Yes, my perception of the moderation team most likely does suffer from massive selection bias. I acknowledge that without hesitation. However there is nothing I can do about it, as the information to correct it is not publicly available. So I am left with an imperfect judgement that I cannot improve upon. I have to say, I did try to obtain corrective information though, in private, in one recent case! It didn’t do much sadly.

But just as with the other issue mentioned above, I don’t think it would be best to open up an entirely new line of debate right here. I would however also extend an invitation to you personally to contact me privately, individually and not in your official function, maybe sometime after New Year’s Eve when there is some free time. Maybe there is way to a better mutual understanding of why everyone is doing whatever they are doing. So in case you are interested, let me know!


On the more general horizon, what I know now, and what I didn’t know when I entered this thread here for the first time, is that these issues of community politics have been brewing for a few years.

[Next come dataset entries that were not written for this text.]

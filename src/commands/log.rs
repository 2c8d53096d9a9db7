//! Interactive job logging.
//!
//! Walks through the job form, optionally filling the address from supplied
//! GPS coordinates and writing the description with AI, then shows the jobs
//! of this session and offers the share menu for the new job.
//!
//! Jobs are kept in memory only. `--sheet` seeds the session with an
//! existing job sheet so the new job is listed among them.

use super::share::{deliver, ShareChannel};
use crate::{
    api::gemini::DescriptionGenerator,
    libs::{
        export::PdfExporter,
        job::{Job, JobDraft, JobLog},
        location::{capture_location, gps_address, FixedLocation},
        messages::Message,
        view::View,
    },
    msg_error, msg_print, msg_success,
};
use anyhow::Result;
use chrono::{Local, NaiveDate};
use clap::Args;
use dialoguer::{theme::ColorfulTheme, Input, Select};
use std::path::PathBuf;

#[derive(Debug, Args)]
pub struct LogArgs {
    /// Existing job sheet to list alongside the new job
    #[arg(long)]
    sheet: Option<PathBuf>,

    /// Latitude of the job site, fills the address with GPS coordinates
    #[arg(long, requires = "longitude", allow_hyphen_values = true)]
    latitude: Option<f64>,

    /// Longitude of the job site
    #[arg(long, requires = "latitude", allow_hyphen_values = true)]
    longitude: Option<f64>,

    /// Ask for keywords and let AI write the work description
    #[arg(long)]
    describe: bool,
}

/// Optional helpers offered by the job form.
#[derive(Debug, Default, Clone, Copy)]
pub(super) struct FormOptions {
    pub location: Option<FixedLocation>,
    pub describe: bool,
}

pub async fn cmd(args: LogArgs) -> Result<()> {
    let mut log = match &args.sheet {
        Some(path) => JobLog::from_sheet(path)?,
        None => JobLog::new(),
    };

    let theme = ColorfulTheme::default();
    let options = FormOptions {
        location: args.latitude.map(|_| FixedLocation::from_parts(args.latitude, args.longitude)),
        describe: args.describe,
    };
    let draft = fill_form(&theme, None, options).await?;

    let job = match log.add(draft) {
        Ok(job) => job.clone(),
        Err(e) => {
            msg_error!(Message::JobInvalid(e.to_string()));
            return Err(e.into());
        }
    };
    msg_success!(Message::JobAdded(job.client_name.clone()));

    msg_print!(Message::JobListHeader, true);
    View::jobs(log.jobs());

    share_menu(&theme, &job).await
}

/// Prompts for every job field. With `current`, its values are the defaults.
pub(super) async fn fill_form(theme: &ColorfulTheme, current: Option<&JobDraft>, options: FormOptions) -> Result<JobDraft> {
    let client_name = text_input(theme, Message::PromptClientName, current.map(|d| d.client_name.clone()), false)?;

    let mut coordinates = current.and_then(|d| d.coordinates);
    let mut address_default = current.map(|d| d.address.clone());
    if let Some(provider) = options.location {
        match capture_location(&provider).await {
            Ok(position) => {
                let address = gps_address(&position);
                msg_success!(Message::LocationCaptured(address.clone()));
                coordinates = Some(position);
                address_default = Some(address);
            }
            Err(e) => msg_error!(Message::LocationFailed(e.user_message())),
        }
    }
    let address = text_input(theme, Message::PromptAddress, address_default, false)?;

    let timestamp = prompt_date(theme, current.map(|d| d.timestamp))?;
    let time_in = text_input(theme, Message::PromptTimeIn, current.map(|d| d.time_in.clone()), false)?;
    let time_out = text_input(theme, Message::PromptTimeOut, current.map(|d| d.time_out.clone()), false)?;

    let generated = if options.describe {
        let keywords = text_input(theme, Message::PromptKeywords, None, false)?;
        describe(&keywords).await
    } else {
        None
    };
    let description = match generated {
        Some(description) => description,
        None => text_input(theme, Message::PromptDescription, current.map(|d| d.description.clone()), false)?,
    };

    let materials = text_input(theme, Message::PromptMaterials, current.map(|d| d.materials.clone()), true)?;
    let materials = if materials.trim() == "-" { String::new() } else { materials };

    Ok(JobDraft {
        client_name,
        address,
        description,
        materials,
        timestamp,
        time_in,
        time_out,
        coordinates,
    })
}

fn text_input(theme: &ColorfulTheme, prompt: Message, default: Option<String>, allow_empty: bool) -> Result<String> {
    let mut input = Input::<String>::with_theme(theme).with_prompt(prompt.to_string()).allow_empty(allow_empty);
    if let Some(default) = default.filter(|value| !value.is_empty()) {
        input = input.default(default);
    }
    Ok(input.interact_text()?)
}

fn prompt_date(theme: &ColorfulTheme, current: Option<NaiveDate>) -> Result<NaiveDate> {
    let default = current.unwrap_or_else(|| Local::now().date_naive()).format("%Y-%m-%d").to_string();
    let value: String = Input::with_theme(theme)
        .with_prompt(Message::PromptDate.to_string())
        .default(default)
        .validate_with(|input: &String| -> Result<(), String> {
            NaiveDate::parse_from_str(input.trim(), "%Y-%m-%d")
                .map(|_| ())
                .map_err(|_| Message::InvalidDate(input.clone()).to_string())
        })
        .interact_text()?;
    Ok(NaiveDate::parse_from_str(value.trim(), "%Y-%m-%d")?)
}

/// Expands keywords with AI. `None` leaves the description to be typed.
async fn describe(keywords: &str) -> Option<String> {
    let generated = match DescriptionGenerator::from_env() {
        Ok(generator) => {
            msg_print!(Message::GeneratingDescription);
            generator.generate(keywords).await
        }
        Err(e) => Err(e),
    };

    match generated {
        Ok(description) if !description.is_empty() => {
            msg_success!(Message::DescriptionGenerated);
            msg_print!(description);
            Some(description)
        }
        Ok(_) => None,
        Err(_) => {
            msg_error!(Message::GenerationFailed);
            None
        }
    }
}

/// Offers download and share actions for `job` until the user is done.
pub(super) async fn share_menu(theme: &ColorfulTheme, job: &Job) -> Result<()> {
    let items = [
        Message::ShareMenuDownload.to_string(),
        Message::ShareMenuWhatsApp.to_string(),
        Message::ShareMenuEmail.to_string(),
        Message::ShareMenuText.to_string(),
        Message::ShareMenuDone.to_string(),
    ];
    let exporter = PdfExporter::default();

    loop {
        let choice = Select::with_theme(theme)
            .with_prompt(Message::ShareMenuPrompt(job.client_name.clone()).to_string())
            .items(&items)
            .default(0)
            .interact()?;

        let channel = match choice {
            0 => ShareChannel::Pdf,
            1 => ShareChannel::Whatsapp,
            2 => ShareChannel::Email,
            3 => ShareChannel::Text,
            _ => return Ok(()),
        };
        deliver(job.clone(), channel, &exporter, None, false).await?;
    }
}
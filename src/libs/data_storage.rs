use anyhow::Result;
use std::env::consts::OS;
use std::env::var;
use std::fs;
use std::path::{Path, PathBuf};

include!(concat!(env!("OUT_DIR"), "/app_metadata.rs"));

pub const VENDOR_NAME: &str = APP_METADATA_OWNER;
pub const APP_NAME: &str = APP_METADATA_NAME;
pub const APP_VERSION: &str = APP_METADATA_VERSION;

/// Per-user application data directory.
///
/// Resolved the same way on every call, so tests can redirect it by
/// overriding `HOME` (or `LOCALAPPDATA` on Windows).
#[derive(Debug, Clone)]
pub struct DataStorage {
    base_path: PathBuf,
}

impl DataStorage {
    pub fn new() -> Self {
        let base_path = match OS {
            "windows" => var("LOCALAPPDATA").unwrap_or_else(|_| ".".into()),
            "macos" => var("HOME").unwrap_or_else(|_| ".".into()) + "/Library/Application Support",
            _ => var("HOME").unwrap_or_else(|_| ".".into()) + "/.local/share",
        };
        let base_path = Path::new(&base_path).join(VENDOR_NAME).join(APP_NAME);

        Self { base_path }
    }

    pub fn get_path(&self, file_name: &str) -> Result<PathBuf> {
        if !self.base_path.exists() {
            fs::create_dir_all(&self.base_path)?;
        }
        Ok(self.base_path.join(file_name))
    }
}

impl Default for DataStorage {
    fn default() -> Self {
        Self::new()
    }
}
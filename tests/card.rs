#[cfg(test)]
mod tests {
    use chrono::NaiveDate;
    use tradelog::libs::card::{escape_xml, wrap_text, Palette, SummaryCard, CARD_WIDTH};
    use tradelog::libs::job::Job;
    use uuid::Uuid;

    fn sample_job() -> Job {
        Job {
            id: Uuid::new_v4(),
            client_name: "John  Smith".to_string(),
            address: "4 Mill Lane".to_string(),
            description: "Serviced boiler".to_string(),
            materials: String::new(),
            timestamp: NaiveDate::from_ymd_opt(2024, 3, 5).unwrap(),
            time_in: "22:00".to_string(),
            time_out: "02:00".to_string(),
            coordinates: None,
        }
    }

    #[test]
    fn test_card_uses_light_palette() {
        let card = SummaryCard::render(&sample_job());
        assert!(card.svg.contains(Palette::LIGHT.background));
        assert!(card.svg.contains(Palette::LIGHT.title));
        assert_eq!(card.width, CARD_WIDTH);
        assert!(card.height > 0.0);
    }

    #[test]
    fn test_card_contents() {
        let card = SummaryCard::render(&sample_job());
        assert!(card.svg.starts_with("<svg"));
        assert!(card.svg.contains("John  Smith"));
        assert!(card.svg.contains("3/5/2024"));
        assert!(card.svg.contains("4 Mill Lane"));
        assert!(card.svg.contains("22:00 - 02:00 (4 hours)"));
        assert!(card.svg.contains("Work Performed"));
        assert!(card.svg.contains("Serviced boiler"));
    }

    #[test]
    fn test_materials_section_only_when_present() {
        let mut job = sample_job();
        let without = SummaryCard::render(&job);
        assert!(!without.svg.contains("Materials Used"));

        job.materials = "Filter\nGasket".to_string();
        let with = SummaryCard::render(&job);
        assert!(with.svg.contains("Materials Used"));
        assert!(with.svg.contains("Gasket"));
        assert!(with.height > without.height);
    }

    #[test]
    fn test_card_file_name() {
        let card = SummaryCard::render(&sample_job());
        assert_eq!(card.file_name, "John-Smith-2024-03-05.pdf");
    }

    #[test]
    fn test_card_escapes_markup() {
        let mut job = sample_job();
        job.client_name = "Smith & Sons <Ltd>".to_string();
        let card = SummaryCard::render(&job);
        assert!(card.svg.contains("Smith &amp; Sons &lt;Ltd&gt;"));
        assert!(!card.svg.contains("<Ltd>"));
    }

    #[test]
    fn test_long_description_grows_card() {
        let mut job = sample_job();
        let short = SummaryCard::render(&job);
        job.description = "Replaced the radiator valves in every room ".repeat(10);
        let long = SummaryCard::render(&job);
        assert!(long.height > short.height);
    }

    #[test]
    fn test_escape_xml() {
        assert_eq!(escape_xml(r#"a<b>&"c"'d'"#), "a&lt;b&gt;&amp;&quot;c&quot;&apos;d&apos;");
        assert_eq!(escape_xml("plain"), "plain");
    }

    #[test]
    fn test_wrap_text_keeps_line_breaks() {
        assert_eq!(wrap_text("one\ntwo", 40), vec!["one", "two"]);
        assert_eq!(wrap_text("one\n\ntwo", 40), vec!["one", "", "two"]);
    }

    #[test]
    fn test_wrap_text_breaks_on_words() {
        assert_eq!(wrap_text("fix the leak now", 8), vec!["fix the", "leak now"]);
    }

    #[test]
    fn test_card_keeps_typed_spacing() {
        let job = Job {
            description: "a    b".to_string(),
            materials: "  2x valve".to_string(),
            ..sample_job()
        };
        let card = SummaryCard::render(&job);
        assert!(card.svg.contains(">a    b<"));
        assert!(card.svg.contains(">  2x valve<"));
    }

    #[test]
    fn test_wrap_text_keeps_spacing() {
        assert_eq!(wrap_text("a    b", 40), vec!["a    b"]);
        assert_eq!(wrap_text("  indented  text", 40), vec!["  indented  text"]);
        assert_eq!(wrap_text("col1\tcol2", 40), vec!["col1\tcol2"]);
    }

    #[test]
    fn test_wrap_text_breaks_only_at_limit() {
        assert_eq!(wrap_text("ab  cd", 6), vec!["ab  cd"]);
        assert_eq!(wrap_text("ab  cd  ef", 6), vec!["ab  cd", "ef"]);
        assert_eq!(wrap_text("ab      cd", 4), vec!["ab", "cd"]);
    }

    #[test]
    fn test_wrap_text_splits_long_words() {
        assert_eq!(wrap_text("abcdefghij", 4), vec!["abcd", "efgh", "ij"]);
        assert_eq!(wrap_text("ok abcdefgh", 4), vec!["ok", "abcd", "efgh"]);
    }
}
//! User-facing messages.
//!
//! [`Message`] names every line tradelog shows; [`display`] holds the wording
//! and [`macros`] the `msg_*` output macros.

pub mod display;
pub mod macros;
pub mod types;

pub use types::Message;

And for some reason the nix community (like other communities) has not found a really constructive way of critically discussing political proposals. Maybe part of the reason is that the RFC process, which has been used for this in the past, isn’t actually made for political debates, but rather for larger technical changes? Maybe another part is a reflection larger social issues?

Just as a reminder of what I mean by a non-constructive way: The very first reply to my very first post on any of these political debates ever in the entire nix community – I had no prior exposure to them whatsoever, I just thought this Code of Conduct thing is so important even for me as a rather minor figure in all of this, that I should add my five cents to it – led to one of the two release managers of the 23.11 release of NixOS calling me a concern troll, in spite of there being literally zero possible evidence for it.

Now I clearly managed to recover from there. :sweat_smile: But it’s a symptom of something. Whatever that means, it isn’t really great. Maybe it’s a bug in the community communication protocol?


Anyways, I still wish everyone who celebrates it: A merry Christmas!,

and to all else for whom these are holidays: Happy Holidays!,

and to all else just a few nice days!

(p.s. if you have some really important comments on all of that for me, you can of course also send me a PM!)

:wave:

3 Likes

I would interpret “we as contributors and maintainers” as referring to the moderation team, since that’s the only way other uses of the second person in the text (like “Our Responsibilities”) make any sense.

I wouldn’t, since this appears before any reference to the moderation team in the text. The first “we” sets the scope. This is my struggle with the text on first sight. I did not pledge – maybe I will, but I did not, and I am a contributor and maintainer, although a lousy one, nowadays, lacking time.

Therefore, I created a pull request to hopefully improve the text in this regard.